BRIEF:
Work through the entries below line by line and give the number of lines with the string "stored", nothing else.

EXTRACTED INFORMATION:

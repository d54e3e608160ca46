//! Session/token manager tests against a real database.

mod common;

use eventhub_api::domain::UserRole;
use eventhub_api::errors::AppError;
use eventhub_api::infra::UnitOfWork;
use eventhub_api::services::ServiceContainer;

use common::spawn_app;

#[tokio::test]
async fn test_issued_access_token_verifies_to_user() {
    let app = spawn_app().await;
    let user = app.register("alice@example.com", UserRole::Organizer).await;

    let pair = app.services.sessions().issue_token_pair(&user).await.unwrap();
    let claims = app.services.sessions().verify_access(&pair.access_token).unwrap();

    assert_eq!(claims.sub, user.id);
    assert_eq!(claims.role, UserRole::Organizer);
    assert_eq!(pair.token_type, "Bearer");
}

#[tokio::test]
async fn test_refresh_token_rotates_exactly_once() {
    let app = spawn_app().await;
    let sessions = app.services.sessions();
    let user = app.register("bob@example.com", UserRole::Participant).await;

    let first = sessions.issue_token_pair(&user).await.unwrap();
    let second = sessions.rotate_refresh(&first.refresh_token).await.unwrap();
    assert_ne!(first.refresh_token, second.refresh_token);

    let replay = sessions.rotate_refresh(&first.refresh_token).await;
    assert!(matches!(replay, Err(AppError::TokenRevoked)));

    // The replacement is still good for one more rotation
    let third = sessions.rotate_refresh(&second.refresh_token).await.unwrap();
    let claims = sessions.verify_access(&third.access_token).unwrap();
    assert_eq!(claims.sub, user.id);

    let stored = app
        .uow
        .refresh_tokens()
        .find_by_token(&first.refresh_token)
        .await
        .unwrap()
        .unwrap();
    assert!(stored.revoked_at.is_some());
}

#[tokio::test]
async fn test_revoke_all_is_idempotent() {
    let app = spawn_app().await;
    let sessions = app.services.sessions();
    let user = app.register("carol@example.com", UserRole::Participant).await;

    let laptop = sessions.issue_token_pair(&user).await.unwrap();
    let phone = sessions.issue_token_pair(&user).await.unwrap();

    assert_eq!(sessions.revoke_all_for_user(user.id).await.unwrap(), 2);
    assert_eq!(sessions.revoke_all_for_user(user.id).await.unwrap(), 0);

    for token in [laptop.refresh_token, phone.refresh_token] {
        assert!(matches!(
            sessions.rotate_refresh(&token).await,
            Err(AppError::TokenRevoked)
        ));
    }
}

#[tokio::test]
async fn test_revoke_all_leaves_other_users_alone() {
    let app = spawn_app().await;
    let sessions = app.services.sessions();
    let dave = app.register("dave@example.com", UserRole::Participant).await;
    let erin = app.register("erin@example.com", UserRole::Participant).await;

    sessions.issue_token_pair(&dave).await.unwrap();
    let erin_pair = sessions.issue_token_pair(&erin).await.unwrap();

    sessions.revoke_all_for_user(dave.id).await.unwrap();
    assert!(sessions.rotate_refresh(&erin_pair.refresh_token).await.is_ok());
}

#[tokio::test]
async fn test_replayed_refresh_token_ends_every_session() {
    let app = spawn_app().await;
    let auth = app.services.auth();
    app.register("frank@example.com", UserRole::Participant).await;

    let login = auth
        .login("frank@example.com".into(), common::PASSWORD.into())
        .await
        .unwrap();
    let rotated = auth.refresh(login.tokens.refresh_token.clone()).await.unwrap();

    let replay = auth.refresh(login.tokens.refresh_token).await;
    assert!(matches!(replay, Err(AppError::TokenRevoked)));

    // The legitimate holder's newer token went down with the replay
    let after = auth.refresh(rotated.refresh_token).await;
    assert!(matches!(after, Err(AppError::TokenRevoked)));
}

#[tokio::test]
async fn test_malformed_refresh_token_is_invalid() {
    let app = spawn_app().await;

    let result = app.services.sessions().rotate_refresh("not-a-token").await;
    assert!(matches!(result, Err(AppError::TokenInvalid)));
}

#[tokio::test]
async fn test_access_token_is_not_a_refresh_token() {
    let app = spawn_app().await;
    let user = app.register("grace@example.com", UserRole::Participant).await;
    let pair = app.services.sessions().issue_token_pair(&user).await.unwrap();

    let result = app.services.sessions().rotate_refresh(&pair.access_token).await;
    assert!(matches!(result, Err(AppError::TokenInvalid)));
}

RESPONSE BELOW:
2